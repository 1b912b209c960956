//! Expansion of path arguments into openable sources.
//!
//! A path argument may be a plain file, a directory (whose `.yaml`, `.yml`
//! and `.json` entries are taken), a glob pattern, or `-` for the standard
//! input stream.

use std::path::{Path, PathBuf};

use walkdir::WalkDir;

use crate::buffer::FileSource;
use crate::error::{Error, Errors, Result};

const MANIFEST_EXTS: [&str; 3] = ["yaml", "yml", "json"];

/// Expands every path argument, preserving argument order; entries within a
/// directory or glob are sorted.
pub fn expand_paths(paths: &[String]) -> Result<Vec<FileSource>> {
    let mut res = Vec::new();
    let mut errs = Errors::new();

    for p in paths {
        if p == "-" {
            res.push(FileSource::Stdio);
            continue;
        }
        match expand_one(p) {
            Ok(sources) => res.extend(sources),
            Err(e) => errs.push(e),
        }
    }

    errs.into_result()?;
    Ok(res)
}

fn expand_one(p: &str) -> Result<Vec<FileSource>> {
    let path = Path::new(p);

    if path.is_dir() {
        return Ok(manifests_in_dir(path).into_iter().map(FileSource::Path).collect());
    }
    if path.is_file() {
        return Ok(vec![FileSource::Path(path.to_path_buf())]);
    }
    if p.contains(|c| matches!(c, '*' | '?' | '[')) {
        let mut files: Vec<PathBuf> = glob::glob(p)
            .map_err(|e| Error::syntax(format!("bad glob {p:?}: {e}")))?
            .filter_map(|entry| entry.ok())
            .filter(|path| path.is_file())
            .collect();
        files.sort();
        return Ok(files.into_iter().map(FileSource::Path).collect());
    }

    Err(Error::Io(std::io::Error::new(
        std::io::ErrorKind::NotFound,
        format!("no such file or directory: {p}"),
    )))
}

/// All potential manifest files directly inside a directory, sorted by
/// name.
fn manifests_in_dir(dir: &Path) -> Vec<PathBuf> {
    let mut files: Vec<PathBuf> = WalkDir::new(dir)
        .max_depth(1)
        .into_iter()
        .filter_map(|entry| entry.ok())
        .filter(|entry| entry.file_type().is_file())
        .map(|entry| entry.into_path())
        .filter(|path| {
            path.extension()
                .and_then(|e| e.to_str())
                .is_some_and(|e| MANIFEST_EXTS.contains(&e))
        })
        .collect();
    files.sort();
    files
}
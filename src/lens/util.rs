//! Shared helpers for lenses that work through the `regex` crate, whose
//! match positions are byte offsets while the splice engine addresses
//! characters.

use regex::Regex;

use crate::error::{Error, Result};

/// Converts a byte offset into `s` to a character offset.
pub fn char_offset(s: &str, byte_offset: usize) -> usize {
    s[..byte_offset].chars().count()
}

pub fn compile_regex(pattern: &str) -> Result<Regex> {
    Regex::new(pattern).map_err(|e| Error::syntax(format!("bad regexp {pattern:?}: {e}")))
}
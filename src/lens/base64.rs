//! The `base64` lens.
//!
//! Base64 content has no structure of its own, so the only valid pointer is
//! `/`: the whole decoded payload is handed to the inner replacer and the
//! result re-encoded.

use base64::engine::general_purpose::STANDARD;
use base64::Engine as _;

use crate::error::{Error, Result};
use crate::lens::Setter;

pub fn apply(src: &str, setters: &mut [Setter]) -> Result<String> {
    let decoded = STANDARD
        .decode(src.trim())
        .map_err(|e| Error::parse(format!("bad base64: {e}")))?;
    let mut content = String::from_utf8(decoded)
        .map_err(|e| Error::parse(format!("base64 payload is not UTF-8: {e}")))?;

    for setter in setters.iter_mut() {
        if setter.pointer != "/" {
            return Err(Error::syntax(format!(
                "base64 lens has no structure, invalid pointer {:?}",
                setter.pointer
            )));
        }
        content = setter.value.transform(&content)?;
    }

    Ok(STANDARD.encode(content.as_bytes()))
}

#[cfg(test)]
mod tests {
    use crate::error::Error;
    use crate::lens::{self, Mapping};

    #[test]
    fn replaces_whole_payload() {
        let got = lens::apply("foo: YmFy", vec![Mapping::new("/foo/~(base64)", "baz")]).unwrap();
        assert_eq!(got, "foo: YmF6");
    }

    #[test]
    fn yaml_inside_base64() {
        let got = lens::apply(
            "foo: Zm9vOiBhCmJhcjogYgo=",
            vec![Mapping::new("/foo/~(base64)/~(yaml)/foo", "A")],
        )
        .unwrap();
        assert_eq!(got, "foo: Zm9vOiBBCmJhcjogYgo=");
    }

    #[test]
    fn quoting_of_the_outer_scalar_survives() {
        let got = lens::apply("foo: \"\"", vec![Mapping::new("/foo/~(base64)", "baz")]).unwrap();
        assert_eq!(got, "foo: \"YmF6\"");

        let got = lens::apply("foo: ''", vec![Mapping::new("/foo/~(base64)", "baz")]).unwrap();
        assert_eq!(got, "foo: 'YmF6'");
    }

    #[test]
    fn structured_pointer_is_rejected() {
        let err = lens::apply(
            "foo: YmFy",
            vec![Mapping::new("/foo/~(base64)/inner", "x")],
        )
        .unwrap_err();
        assert!(matches!(err, Error::Syntax { .. }));
    }

    #[test]
    fn invalid_base64_is_a_parse_error() {
        let err = lens::apply(
            "foo: '%%%'",
            vec![Mapping::new("/foo/~(base64)", "x")],
        )
        .unwrap_err();
        assert!(matches!(err, Error::Parse { .. }));
    }
}
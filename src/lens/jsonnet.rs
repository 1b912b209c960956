//! The `jsonnet` lens.
//!
//! Jsonnet support covers the fragment needed to retarget configuration
//! values: double-quoted string literals, object fields, arrays addressed
//! by index or by a single-level `~{"k":"v"}` match over string fields,
//! transparent `local` binds, and `import`/`importstr`/`importbin` paths
//! via the reserved `~file` sub-token. Everything else is opaque and
//! cannot be edited.

use std::collections::BTreeMap;

use crate::error::{Error, Result};
use crate::lens::Setter;
use crate::splice::{span, Span};
use crate::yaml::ptr::tokens;

pub fn apply(src: &str, setters: &mut [Setter]) -> Result<String> {
    let root = Reader::new(src).parse_root()?;

    let mut ops = Vec::with_capacity(setters.len());
    for setter in setters.iter_mut() {
        let toks = tokens(&setter.pointer)?;
        let toks: Vec<&str> = toks.iter().map(String::as_str).collect();
        let toks = if toks == [""] { &toks[..0] } else { &toks[..] };

        let node = find(&root, toks)?;
        match node {
            Expr::Str {
                value,
                quoted,
                span: str_span,
            } => {
                if !quoted {
                    return Err(Error::TypeUnsupported {
                        what: format!("pointer {:?}", setter.pointer),
                        kind: "non-double-quoted jsonnet string".to_string(),
                    });
                }
                let new_value = setter.value.transform(value)?;
                let literal = serde_json::to_string(&new_value)
                    .unwrap_or_else(|_| format!("{new_value:?}"));
                ops.push(span(str_span.start, str_span.end).with(literal));
            }
            Expr::Import { .. } => {
                return Err(Error::TypeUnsupported {
                    what: format!("pointer {:?}", setter.pointer),
                    kind: "import node, use .../~file".to_string(),
                });
            }
            other => {
                return Err(Error::TypeUnsupported {
                    what: format!("pointer {:?}", setter.pointer),
                    kind: other.kind_name().to_string(),
                });
            }
        }
    }

    crate::splice::transform(src, ops)
}

/// A located expression of the supported fragment.
#[derive(Debug)]
enum Expr {
    Str {
        value: String,
        /// True for double-quoted literals, the only writable kind.
        quoted: bool,
        /// Char span including the quotes.
        span: Span,
    },
    Object {
        fields: Vec<(String, Expr)>,
    },
    Array {
        elements: Vec<Expr>,
    },
    Import {
        file: Box<Expr>,
    },
    Opaque,
}

impl Expr {
    fn kind_name(&self) -> &'static str {
        match self {
            Expr::Str { .. } => "string",
            Expr::Object { .. } => "object",
            Expr::Array { .. } => "array",
            Expr::Import { .. } => "import",
            Expr::Opaque => "unsupported jsonnet expression",
        }
    }
}

fn find<'a>(root: &'a Expr, toks: &[&str]) -> Result<&'a Expr> {
    let tok = match toks.first() {
        None => return Ok(root),
        Some(t) => *t,
    };

    match root {
        Expr::Object { fields } => {
            for (name, body) in fields {
                if name == tok {
                    return find(body, &toks[1..]);
                }
            }
            Err(Error::not_found(format!("field {tok:?}")))
        }
        Expr::Array { elements } => {
            let el = match_array_item(tok, elements)?;
            find(el, &toks[1..])
        }
        Expr::Import { file } => {
            if toks == ["~file"] {
                Ok(file)
            } else {
                Err(Error::syntax(format!(
                    "import nodes only support the ~file field, found {toks:?}"
                )))
            }
        }
        other => Err(Error::TypeUnsupported {
            what: format!("token {tok:?}"),
            kind: other.kind_name().to_string(),
        }),
    }
}

fn match_array_item<'a>(tok: &str, elements: &'a [Expr]) -> Result<&'a Expr> {
    if let Some(body) = tok.strip_prefix('~') {
        let query: BTreeMap<String, String> = serde_json::from_str(body)
            .map_err(|e| Error::syntax(format!("bad matcher {tok:?}: {e}")))?;
        let matches: Vec<&Expr> = elements
            .iter()
            .filter(|el| object_matches(el, &query))
            .collect();
        return match matches.len() {
            1 => Ok(matches[0]),
            n => Err(Error::Ambiguous {
                what: format!("matcher {tok:?}"),
                count: n,
            }),
        };
    }
    let i: usize = tok
        .parse()
        .map_err(|_| Error::syntax(format!("bad array index {tok:?}")))?;
    elements.get(i).ok_or(Error::OutOfBounds {
        index: i,
        len: elements.len(),
    })
}

/// True if `el` is an object whose string fields cover every entry of the
/// query.
fn object_matches(el: &Expr, query: &BTreeMap<String, String>) -> bool {
    let fields = match el {
        Expr::Object { fields } => fields,
        _ => return false,
    };
    query.iter().all(|(k, v)| {
        fields.iter().any(|(name, body)| {
            name == k && matches!(body, Expr::Str { value, .. } if value == v)
        })
    })
}

/// A recursive-descent reader for the supported jsonnet fragment, tracking
/// character positions for every string literal it can address.
struct Reader {
    chars: Vec<char>,
    pos: usize,
}

impl Reader {
    fn new(src: &str) -> Self {
        Reader {
            chars: src.chars().collect(),
            pos: 0,
        }
    }

    fn parse_root(mut self) -> Result<Expr> {
        self.skip_trivia();
        let expr = self.parse_expr()?;
        Ok(expr)
    }

    fn peek(&self) -> Option<char> {
        self.chars.get(self.pos).copied()
    }

    fn bump(&mut self) -> Option<char> {
        let c = self.peek();
        if c.is_some() {
            self.pos += 1;
        }
        c
    }

    fn eof(&self) -> bool {
        self.pos >= self.chars.len()
    }

    fn skip_trivia(&mut self) {
        loop {
            match self.peek() {
                Some(c) if c.is_whitespace() => {
                    self.pos += 1;
                }
                Some('#') => self.skip_line(),
                Some('/') => match self.chars.get(self.pos + 1) {
                    Some('/') => self.skip_line(),
                    Some('*') => {
                        self.pos += 2;
                        while !self.eof() {
                            if self.peek() == Some('*')
                                && self.chars.get(self.pos + 1) == Some(&'/')
                            {
                                self.pos += 2;
                                break;
                            }
                            self.pos += 1;
                        }
                    }
                    _ => break,
                },
                _ => break,
            }
        }
    }

    fn skip_line(&mut self) {
        while let Some(c) = self.bump() {
            if c == '\n' {
                break;
            }
        }
    }

    fn parse_expr(&mut self) -> Result<Expr> {
        self.skip_trivia();
        let start = self.pos;

        let primary = match self.peek() {
            None => return Err(Error::parse("unexpected end of jsonnet input")),
            Some('{') => self.parse_object()?,
            Some('[') => self.parse_array()?,
            Some('"') | Some('\'') => self.parse_string()?,
            Some(c) if c.is_alphabetic() || c == '_' => {
                let word = self.peek_word();
                match word.as_str() {
                    "local" => return self.parse_local(),
                    "import" | "importstr" | "importbin" => self.parse_import()?,
                    _ => {
                        self.skip_opaque();
                        Expr::Opaque
                    }
                }
            }
            Some(_) => {
                self.skip_opaque();
                Expr::Opaque
            }
        };

        // A trailing operator turns the whole expression opaque: the reader
        // cannot locate values inside computed expressions.
        self.skip_trivia();
        match self.peek() {
            None => Ok(primary),
            Some(c) if ",]});".contains(c) => Ok(primary),
            Some(_) => {
                self.pos = start;
                self.skip_opaque();
                Ok(Expr::Opaque)
            }
        }
    }

    fn peek_word(&self) -> String {
        self.chars[self.pos..]
            .iter()
            .take_while(|c| c.is_alphanumeric() || **c == '_')
            .collect()
    }

    fn expect(&mut self, c: char) -> Result<()> {
        self.skip_trivia();
        if self.bump() != Some(c) {
            return Err(Error::parse(format!(
                "expected {c:?} at position {}",
                self.pos
            )));
        }
        Ok(())
    }

    fn parse_object(&mut self) -> Result<Expr> {
        self.expect('{')?;
        let mut fields = Vec::new();
        loop {
            self.skip_trivia();
            match self.peek() {
                None => return Err(Error::parse("unterminated object")),
                Some('}') => {
                    self.pos += 1;
                    break;
                }
                Some(',') => {
                    self.pos += 1;
                }
                Some(_) => {
                    if self.peek_word() == "local" {
                        // Object-level binds are invisible to pointers.
                        self.skip_opaque();
                        continue;
                    }
                    let name = self.parse_field_name()?;
                    self.skip_trivia();
                    while self.peek() == Some(':') {
                        self.pos += 1;
                    }
                    let body = self.parse_expr()?;
                    fields.push((name, body));
                }
            }
        }
        Ok(Expr::Object { fields })
    }

    fn parse_field_name(&mut self) -> Result<String> {
        self.skip_trivia();
        match self.peek() {
            Some('"') | Some('\'') => {
                let (value, _, _) = self.scan_string()?;
                Ok(value)
            }
            Some(c) if c.is_alphabetic() || c == '_' => {
                let word = self.peek_word();
                self.pos += word.chars().count();
                Ok(word)
            }
            _ => {
                // Computed or bracketed field names: consume as opaque.
                self.skip_opaque_until_colon()?;
                Ok(String::new())
            }
        }
    }

    fn parse_array(&mut self) -> Result<Expr> {
        self.expect('[')?;
        let mut elements = Vec::new();
        loop {
            self.skip_trivia();
            match self.peek() {
                None => return Err(Error::parse("unterminated array")),
                Some(']') => {
                    self.pos += 1;
                    break;
                }
                Some(',') => {
                    self.pos += 1;
                }
                Some(_) => elements.push(self.parse_expr()?),
            }
        }
        Ok(Expr::Array { elements })
    }

    fn parse_string(&mut self) -> Result<Expr> {
        let (value, quoted, str_span) = self.scan_string()?;
        Ok(Expr::Str {
            value,
            quoted,
            span: str_span,
        })
    }

    fn scan_string(&mut self) -> Result<(String, bool, Span)> {
        let start = self.pos;
        let quote = self.bump().unwrap_or('"');
        let mut value = String::new();
        loop {
            match self.bump() {
                None => return Err(Error::parse("unterminated string literal")),
                Some(c) if c == quote => break,
                Some('\\') => {
                    let esc = self
                        .bump()
                        .ok_or_else(|| Error::parse("unterminated escape"))?;
                    match esc {
                        'n' => value.push('\n'),
                        't' => value.push('\t'),
                        'r' => value.push('\r'),
                        'b' => value.push('\u{8}'),
                        'f' => value.push('\u{c}'),
                        'u' => {
                            let mut code = 0u32;
                            for _ in 0..4 {
                                let d = self
                                    .bump()
                                    .and_then(|c| c.to_digit(16))
                                    .ok_or_else(|| Error::parse("bad \\u escape"))?;
                                code = code * 16 + d;
                            }
                            value.push(char::from_u32(code).unwrap_or('\u{fffd}'));
                        }
                        other => value.push(other),
                    }
                }
                Some(c) => value.push(c),
            }
        }
        Ok((value, quote == '"', span(start, self.pos)))
    }

    fn parse_local(&mut self) -> Result<Expr> {
        // `local` binds are transparent: skip up to the terminating `;` and
        // continue with the body expression.
        self.pos += "local".chars().count();
        self.skip_balanced_until(|c| c == ';')?;
        self.expect(';')?;
        self.parse_expr()
    }

    fn parse_import(&mut self) -> Result<Expr> {
        let word = self.peek_word();
        self.pos += word.chars().count();
        self.skip_trivia();
        let file = self.parse_string()?;
        Ok(Expr::Import {
            file: Box::new(file),
        })
    }

    /// Consumes an expression the reader doesn't model, up to a delimiter
    /// at bracket depth zero.
    fn skip_opaque(&mut self) {
        let _ = self.skip_balanced_until(|c| ",]});".contains(c));
    }

    fn skip_opaque_until_colon(&mut self) -> Result<()> {
        self.skip_balanced_until(|c| c == ':')
    }

    fn skip_balanced_until<F: Fn(char) -> bool>(&mut self, stop: F) -> Result<()> {
        let mut depth = 0usize;
        loop {
            self.skip_trivia();
            let c = match self.peek() {
                None => return Ok(()),
                Some(c) => c,
            };
            if depth == 0 && stop(c) {
                return Ok(());
            }
            match c {
                '{' | '[' | '(' => {
                    depth += 1;
                    self.pos += 1;
                }
                '}' | ']' | ')' => {
                    if depth == 0 {
                        return Ok(());
                    }
                    depth -= 1;
                    self.pos += 1;
                }
                '"' | '\'' => {
                    self.parse_string()?;
                }
                _ => {
                    self.pos += 1;
                }
            }
        }
    }
}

--- TASK ITEM ---
If a line in the listing holds the word "bump", copy it out.

--- FINAL ANSWER ---
    fn bump(&mut self) -> Option<char> {
        while let Some(c) = self.bump() {
        if self.bump() != Some(c) {
        let quote = self.bump().unwrap_or('"');
            match self.bump() {
                        .bump()
                                    .bump()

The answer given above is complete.